As long as the proper documentation is submitted to a financial institution, any two adults can open a joint account. This type of account can provide convenience and shared financial commitment, but can also create problems because of the structure of joint tenancy accounts.
The Structure of Joint Accounts
Joint accounts are established with the two people having equal access to and ownership of the assets on deposit, regardless of how much each party has contributed. In a joint account each tenant has unlimited access and neither party can place restrictions on gifting, spending or withdrawals by the other tenant. Additionally, each party can make independent decisions in brokerage accounts regarding the allocation of assets as well as buying and selling stocks and bonds.

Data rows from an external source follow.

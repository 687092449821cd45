//! Module identifiers
//!
//! Provides [`ArtifactId`], the versioned module identity used by artifacts,
//! aliases, bundle removals and id-based prototypes.

use std::cmp::Ordering;
use std::fmt::{self, Display, Formatter};
use std::str::FromStr;

/// Packaging type assumed when an identifier does not name one
pub const DEFAULT_TYPE: &str = "jar";

/// Versioned module identity
///
/// Textual form ("mvn id"):
/// - `group:artifact:version`
/// - `group:artifact:type:version`
/// - `group:artifact:type:classifier:version`
///
/// The type defaults to [`DEFAULT_TYPE`] and is omitted again when rendering
/// if there is no classifier.
///
/// # Example
/// ```
/// use feature_model::ArtifactId;
///
/// let id: ArtifactId = "org.example:core:1.2.0".parse().unwrap();
/// assert_eq!(id.group_id(), "org.example");
/// assert_eq!(id.to_mvn_url(), "mvn:org.example/core/1.2.0");
/// ```
#[derive(Debug, Clone, PartialEq, Eq, Hash)]
pub struct ArtifactId {
    group_id: String,
    artifact_id: String,
    version: String,
    r#type: String,
    classifier: Option<String>,
}

impl ArtifactId {
    /// Create identifier from its parts
    ///
    /// A `None` type means [`DEFAULT_TYPE`].
    ///
    /// # Errors
    /// Returns error if any given part is empty after trimming
    pub fn new(
        group_id: impl Into<String>,
        artifact_id: impl Into<String>,
        version: impl Into<String>,
        r#type: Option<String>,
        classifier: Option<String>,
    ) -> Result<Self, ArtifactIdError> {
        let group_id = non_empty(group_id.into(), "group")?;
        let artifact_id = non_empty(artifact_id.into(), "artifact")?;
        let version = non_empty(version.into(), "version")?;
        let r#type = match r#type {
            Some(t) => non_empty(t, "type")?,
            None => DEFAULT_TYPE.to_string(),
        };
        let classifier = classifier.map(|c| non_empty(c, "classifier")).transpose()?;

        Ok(Self {
            group_id,
            artifact_id,
            version,
            r#type,
            classifier,
        })
    }

    /// Parse from the `group:artifact[:type[:classifier]]:version` form
    ///
    /// # Errors
    /// Returns error if the segment count is not 3, 4 or 5, or a segment is empty
    pub fn from_mvn_id(input: &str) -> Result<Self, ArtifactIdError> {
        let parts: Vec<&str> = input.split(':').map(str::trim).collect();
        let (group, artifact, r#type, classifier, version) = match parts.as_slice() {
            [g, a, v] => (*g, *a, None, None, *v),
            [g, a, t, v] => (*g, *a, Some(*t), None, *v),
            [g, a, t, c, v] => (*g, *a, Some(*t), Some(*c), *v),
            _ => {
                return Err(ArtifactIdError::InvalidFormat {
                    input: input.to_string(),
                    reason: format!("expected 3 to 5 ':'-separated segments, got {}", parts.len()),
                })
            }
        };

        Self::new(
            group,
            artifact,
            version,
            r#type.map(str::to_string),
            classifier.map(str::to_string),
        )
        .map_err(|e| ArtifactIdError::InvalidFormat {
            input: input.to_string(),
            reason: e.to_string(),
        })
    }

    /// Group segment
    #[inline]
    #[must_use]
    pub fn group_id(&self) -> &str {
        &self.group_id
    }

    /// Artifact segment
    #[inline]
    #[must_use]
    pub fn artifact_id(&self) -> &str {
        &self.artifact_id
    }

    /// Version segment
    #[inline]
    #[must_use]
    pub fn version(&self) -> &str {
        &self.version
    }

    /// Packaging type (defaults to `jar`)
    #[inline]
    #[must_use]
    pub fn r#type(&self) -> &str {
        &self.r#type
    }

    /// Optional classifier
    #[inline]
    #[must_use]
    pub fn classifier(&self) -> Option<&str> {
        self.classifier.as_deref()
    }

    /// Same identifier with a different version
    ///
    /// # Errors
    /// Returns error if `version` is empty
    pub fn with_version(&self, version: impl Into<String>) -> Result<Self, ArtifactIdError> {
        let mut id = self.clone();
        id.version = non_empty(version.into(), "version")?;
        Ok(id)
    }

    /// Canonical `group:artifact[:type[:classifier]]:version` form
    #[must_use]
    pub fn to_mvn_id(&self) -> String {
        self.render(':')
    }

    /// `mvn:group/artifact/version[/type[/classifier]]` form
    #[must_use]
    pub fn to_mvn_url(&self) -> String {
        let mut url = format!("mvn:{}/{}/{}", self.group_id, self.artifact_id, self.version);
        if self.renders_type() {
            url.push('/');
            url.push_str(&self.r#type);
            if let Some(classifier) = &self.classifier {
                url.push('/');
                url.push_str(classifier);
            }
        }
        url
    }

    fn renders_type(&self) -> bool {
        self.classifier.is_some() || self.r#type != DEFAULT_TYPE
    }

    fn render(&self, sep: char) -> String {
        let mut out = format!("{}{sep}{}", self.group_id, self.artifact_id);
        if self.renders_type() {
            out.push(sep);
            out.push_str(&self.r#type);
            if let Some(classifier) = &self.classifier {
                out.push(sep);
                out.push_str(classifier);
            }
        }
        out.push(sep);
        out.push_str(&self.version);
        out
    }
}

fn non_empty(value: String, segment: &'static str) -> Result<String, ArtifactIdError> {
    let trimmed = value.trim();
    if trimmed.is_empty() {
        return Err(ArtifactIdError::EmptySegment(segment));
    }
    Ok(trimmed.to_string())
}

/// Dotted version comparison, numeric where both segments are numeric
fn compare_versions(a: &str, b: &str) -> Ordering {
    let mut left = a.split('.');
    let mut right = b.split('.');
    loop {
        match (left.next(), right.next()) {
            (None, None) => return a.cmp(b),
            (None, Some(_)) => return Ordering::Less,
            (Some(_), None) => return Ordering::Greater,
            (Some(l), Some(r)) => {
                let ord = match (l.parse::<u64>(), r.parse::<u64>()) {
                    (Ok(l), Ok(r)) => l.cmp(&r),
                    (Ok(_), Err(_)) => Ordering::Less,
                    (Err(_), Ok(_)) => Ordering::Greater,
                    (Err(_), Err(_)) => l.cmp(r),
                };
                if ord != Ordering::Equal {
                    return ord;
                }
            }
        }
    }
}

impl Ord for ArtifactId {
    fn cmp(&self, other: &Self) -> Ordering {
        self.group_id
            .cmp(&other.group_id)
            .then_with(|| self.artifact_id.cmp(&other.artifact_id))
            .then_with(|| compare_versions(&self.version, &other.version))
            .then_with(|| self.r#type.cmp(&other.r#type))
            .then_with(|| self.classifier.cmp(&other.classifier))
    }
}

impl PartialOrd for ArtifactId {
    fn partial_cmp(&self, other: &Self) -> Option<Ordering> {
        Some(self.cmp(other))
    }
}

impl Display for ArtifactId {
    fn fmt(&self, f: &mut Formatter<'_>) -> fmt::Result {
        f.write_str(&self.to_mvn_id())
    }
}

impl FromStr for ArtifactId {
    type Err = ArtifactIdError;

    fn from_str(s: &str) -> Result<Self, Self::Err> {
        Self::from_mvn_id(s)
    }
}

impl serde::Serialize for ArtifactId {
    fn serialize<S>(&self, serializer: S) -> Result<S::Ok, S::Error>
    where
        S: serde::Serializer,
    {
        serializer.serialize_str(&self.to_mvn_id())
    }
}

impl<'de> serde::Deserialize<'de> for ArtifactId {
    fn deserialize<D>(deserializer: D) -> Result<Self, D::Error>
    where
        D: serde::Deserializer<'de>,
    {
        struct ArtifactIdVisitor;

        impl serde::de::Visitor<'_> for ArtifactIdVisitor {
            type Value = ArtifactId;

            fn expecting(&self, formatter: &mut Formatter<'_>) -> fmt::Result {
                formatter.write_str("a module identifier like group:artifact:version")
            }

            fn visit_str<E>(self, value: &str) -> Result<Self::Value, E>
            where
                E: serde::de::Error,
            {
                value.parse().map_err(serde::de::Error::custom)
            }
        }

        deserializer.deserialize_str(ArtifactIdVisitor)
    }
}

/// Errors that can occur when parsing or building identifiers
#[derive(Debug, Clone, PartialEq, Eq, thiserror::Error)]
pub enum ArtifactIdError {
    /// Identifier text is malformed
    #[error("invalid module identifier '{input}': {reason}")]
    InvalidFormat { input: String, reason: String },

    /// A required segment is empty
    #[error("{0} segment must not be empty")]
    EmptySegment(&'static str),
}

Advantages of Joint Accounts
Having a joint account allows both tenants access to shared money for a variety of purposes, including paying bills, shopping for groceries and taking vacations. This type of account can also allow the partners to divide labor based on each one’s skill set. For example, in a joint account, a couple can delegate bill paying to the person who keeps a calendar for scheduled payments and maintains a balanced checkbook. This can provide a much better solution than having separate individual accounts that require one partner to constantly chase down the other when bills are due.
The problems that may come about in a joint account arise from the equal and unrestricted access of each tenant. According to Brent Adams, senior vice president at Private Bank of Buckhead in Atlanta, a bank is powerless to stop one party from withdrawing all the money in a joint account. Less dramatic actions can also become problematic in joint accounts. For example, one party’s proclivity to go on expensive shopping trips can cause major discord between the two tenants. Unequal contributions, gifting and transfers can create problems between tenants as well.
The Meaning of Rights of Survivorship
Many joint accounts are set up with rights of survivorship. According to Sandra M. Radna, a family attorney with Radna & Androsiglio in New York, if a joint tenant dies, the account is automatically transferred to sole ownership by the survivor.Because of the survivor’s rights in this type of account, it is essential that both parties understand how the assets will be treated and that they are legally excluded from distribution instructions that may be included in a will or family trust.